> _DATA FOR THIS EXERCISE_
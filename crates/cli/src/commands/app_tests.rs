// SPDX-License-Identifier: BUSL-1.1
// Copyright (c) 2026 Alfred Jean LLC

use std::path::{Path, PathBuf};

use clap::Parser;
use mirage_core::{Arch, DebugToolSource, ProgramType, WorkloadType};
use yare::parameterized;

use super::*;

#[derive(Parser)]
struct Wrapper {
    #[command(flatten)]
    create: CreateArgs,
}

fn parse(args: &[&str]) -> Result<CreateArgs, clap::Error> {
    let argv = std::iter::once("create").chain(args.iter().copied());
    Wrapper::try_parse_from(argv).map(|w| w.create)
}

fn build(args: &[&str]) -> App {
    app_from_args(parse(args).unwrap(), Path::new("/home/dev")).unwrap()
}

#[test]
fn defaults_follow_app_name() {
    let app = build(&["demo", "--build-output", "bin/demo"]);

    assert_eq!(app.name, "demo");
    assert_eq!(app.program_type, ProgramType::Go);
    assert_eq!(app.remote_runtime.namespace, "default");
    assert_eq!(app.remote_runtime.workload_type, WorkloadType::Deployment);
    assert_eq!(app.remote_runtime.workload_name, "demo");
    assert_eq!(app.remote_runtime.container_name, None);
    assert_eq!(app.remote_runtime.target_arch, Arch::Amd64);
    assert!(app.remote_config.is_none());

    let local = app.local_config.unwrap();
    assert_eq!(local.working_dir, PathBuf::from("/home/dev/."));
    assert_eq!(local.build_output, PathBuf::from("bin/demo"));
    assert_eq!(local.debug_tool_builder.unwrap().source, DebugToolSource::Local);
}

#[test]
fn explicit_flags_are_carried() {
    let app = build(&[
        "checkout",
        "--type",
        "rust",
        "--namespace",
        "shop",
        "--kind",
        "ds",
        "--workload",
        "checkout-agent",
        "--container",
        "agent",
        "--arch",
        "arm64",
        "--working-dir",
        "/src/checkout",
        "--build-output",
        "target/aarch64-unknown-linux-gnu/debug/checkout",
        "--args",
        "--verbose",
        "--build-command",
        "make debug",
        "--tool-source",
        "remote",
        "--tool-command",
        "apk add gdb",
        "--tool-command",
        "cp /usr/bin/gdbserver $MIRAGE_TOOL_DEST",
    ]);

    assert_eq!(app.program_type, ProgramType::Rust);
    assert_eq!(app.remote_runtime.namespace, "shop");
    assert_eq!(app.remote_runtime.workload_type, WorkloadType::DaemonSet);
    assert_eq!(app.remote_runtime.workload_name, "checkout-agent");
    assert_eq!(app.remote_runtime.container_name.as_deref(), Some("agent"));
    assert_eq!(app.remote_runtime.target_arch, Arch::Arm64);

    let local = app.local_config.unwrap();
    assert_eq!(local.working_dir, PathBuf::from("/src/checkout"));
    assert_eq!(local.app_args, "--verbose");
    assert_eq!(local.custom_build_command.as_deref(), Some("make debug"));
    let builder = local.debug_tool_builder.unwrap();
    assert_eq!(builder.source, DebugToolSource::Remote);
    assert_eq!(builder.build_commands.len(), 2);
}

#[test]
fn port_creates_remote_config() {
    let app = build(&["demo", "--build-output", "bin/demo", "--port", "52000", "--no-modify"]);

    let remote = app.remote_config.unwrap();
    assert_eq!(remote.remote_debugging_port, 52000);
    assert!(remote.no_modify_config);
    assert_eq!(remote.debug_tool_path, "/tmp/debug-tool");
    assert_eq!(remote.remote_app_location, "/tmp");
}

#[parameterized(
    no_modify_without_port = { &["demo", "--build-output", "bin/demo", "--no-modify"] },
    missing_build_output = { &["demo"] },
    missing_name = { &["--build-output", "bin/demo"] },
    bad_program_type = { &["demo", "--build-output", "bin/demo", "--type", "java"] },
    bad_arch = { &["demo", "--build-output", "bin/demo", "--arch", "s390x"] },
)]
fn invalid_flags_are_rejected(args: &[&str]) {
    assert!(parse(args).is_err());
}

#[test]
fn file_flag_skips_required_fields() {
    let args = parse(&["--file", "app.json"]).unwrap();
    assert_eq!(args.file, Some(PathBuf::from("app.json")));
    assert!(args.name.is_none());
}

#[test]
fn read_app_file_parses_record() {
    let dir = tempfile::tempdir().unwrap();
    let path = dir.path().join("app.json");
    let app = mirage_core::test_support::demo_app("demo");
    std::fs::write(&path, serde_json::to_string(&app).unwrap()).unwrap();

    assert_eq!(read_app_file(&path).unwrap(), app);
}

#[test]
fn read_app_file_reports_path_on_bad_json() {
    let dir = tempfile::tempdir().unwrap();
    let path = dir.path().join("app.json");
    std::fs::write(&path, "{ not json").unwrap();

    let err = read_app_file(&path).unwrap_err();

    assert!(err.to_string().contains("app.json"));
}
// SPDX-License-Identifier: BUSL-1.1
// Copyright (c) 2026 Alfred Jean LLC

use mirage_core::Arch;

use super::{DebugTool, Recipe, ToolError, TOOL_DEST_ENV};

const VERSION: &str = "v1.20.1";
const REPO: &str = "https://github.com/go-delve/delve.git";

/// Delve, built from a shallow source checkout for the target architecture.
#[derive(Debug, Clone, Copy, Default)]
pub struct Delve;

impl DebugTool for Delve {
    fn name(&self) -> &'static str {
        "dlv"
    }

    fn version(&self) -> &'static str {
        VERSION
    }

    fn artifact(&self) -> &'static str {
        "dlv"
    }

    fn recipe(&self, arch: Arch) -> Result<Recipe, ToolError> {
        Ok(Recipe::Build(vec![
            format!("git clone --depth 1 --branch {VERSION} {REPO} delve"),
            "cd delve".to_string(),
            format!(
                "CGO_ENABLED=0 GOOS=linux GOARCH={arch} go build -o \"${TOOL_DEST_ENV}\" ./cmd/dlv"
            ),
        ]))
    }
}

==

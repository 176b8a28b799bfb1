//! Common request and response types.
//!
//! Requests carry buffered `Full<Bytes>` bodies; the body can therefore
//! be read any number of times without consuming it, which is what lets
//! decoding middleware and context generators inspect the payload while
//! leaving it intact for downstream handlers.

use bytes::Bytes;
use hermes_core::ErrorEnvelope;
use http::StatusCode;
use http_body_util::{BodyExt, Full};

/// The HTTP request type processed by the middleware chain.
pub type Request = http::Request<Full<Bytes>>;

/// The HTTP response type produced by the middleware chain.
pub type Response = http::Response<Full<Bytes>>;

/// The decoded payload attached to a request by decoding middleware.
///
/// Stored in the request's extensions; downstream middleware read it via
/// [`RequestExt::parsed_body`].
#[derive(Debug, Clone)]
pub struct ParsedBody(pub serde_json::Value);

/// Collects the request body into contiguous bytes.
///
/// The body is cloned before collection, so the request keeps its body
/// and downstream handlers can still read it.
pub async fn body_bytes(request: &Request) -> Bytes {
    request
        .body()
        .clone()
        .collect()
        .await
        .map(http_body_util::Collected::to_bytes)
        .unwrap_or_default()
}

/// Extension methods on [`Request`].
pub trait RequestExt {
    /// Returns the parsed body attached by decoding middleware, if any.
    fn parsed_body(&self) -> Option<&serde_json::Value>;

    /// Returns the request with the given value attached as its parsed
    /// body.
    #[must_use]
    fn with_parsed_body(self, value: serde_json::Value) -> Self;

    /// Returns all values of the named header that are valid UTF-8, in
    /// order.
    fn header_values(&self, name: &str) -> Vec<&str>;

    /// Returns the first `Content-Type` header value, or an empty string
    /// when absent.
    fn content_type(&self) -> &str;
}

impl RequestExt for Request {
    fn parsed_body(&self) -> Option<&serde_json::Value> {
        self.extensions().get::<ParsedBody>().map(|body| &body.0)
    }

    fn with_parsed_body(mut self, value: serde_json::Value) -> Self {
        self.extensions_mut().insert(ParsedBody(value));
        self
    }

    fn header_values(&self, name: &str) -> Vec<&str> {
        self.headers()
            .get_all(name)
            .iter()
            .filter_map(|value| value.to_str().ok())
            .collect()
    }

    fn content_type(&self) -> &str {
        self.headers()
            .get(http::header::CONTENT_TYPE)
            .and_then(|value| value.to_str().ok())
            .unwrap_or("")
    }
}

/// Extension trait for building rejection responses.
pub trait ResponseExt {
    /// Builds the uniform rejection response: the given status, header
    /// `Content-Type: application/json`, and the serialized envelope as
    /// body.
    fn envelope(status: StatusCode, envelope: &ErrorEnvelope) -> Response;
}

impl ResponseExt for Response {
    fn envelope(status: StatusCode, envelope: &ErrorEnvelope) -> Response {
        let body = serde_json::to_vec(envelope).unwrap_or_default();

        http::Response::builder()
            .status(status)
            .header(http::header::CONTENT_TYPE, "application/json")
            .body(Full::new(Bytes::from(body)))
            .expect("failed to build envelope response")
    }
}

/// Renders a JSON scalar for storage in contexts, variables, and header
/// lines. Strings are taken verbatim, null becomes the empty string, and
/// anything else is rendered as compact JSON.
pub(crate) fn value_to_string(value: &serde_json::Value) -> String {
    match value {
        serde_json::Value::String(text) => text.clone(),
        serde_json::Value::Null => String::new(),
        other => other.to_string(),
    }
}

> _PROBLEM_
Across the listing above, find all lines where the word "application" is present and copy them.

> _ANSWER BELOW_
    /// `Content-Type: application/json`, and the serialized envelope as
            .header(http::header::CONTENT_TYPE, "application/json")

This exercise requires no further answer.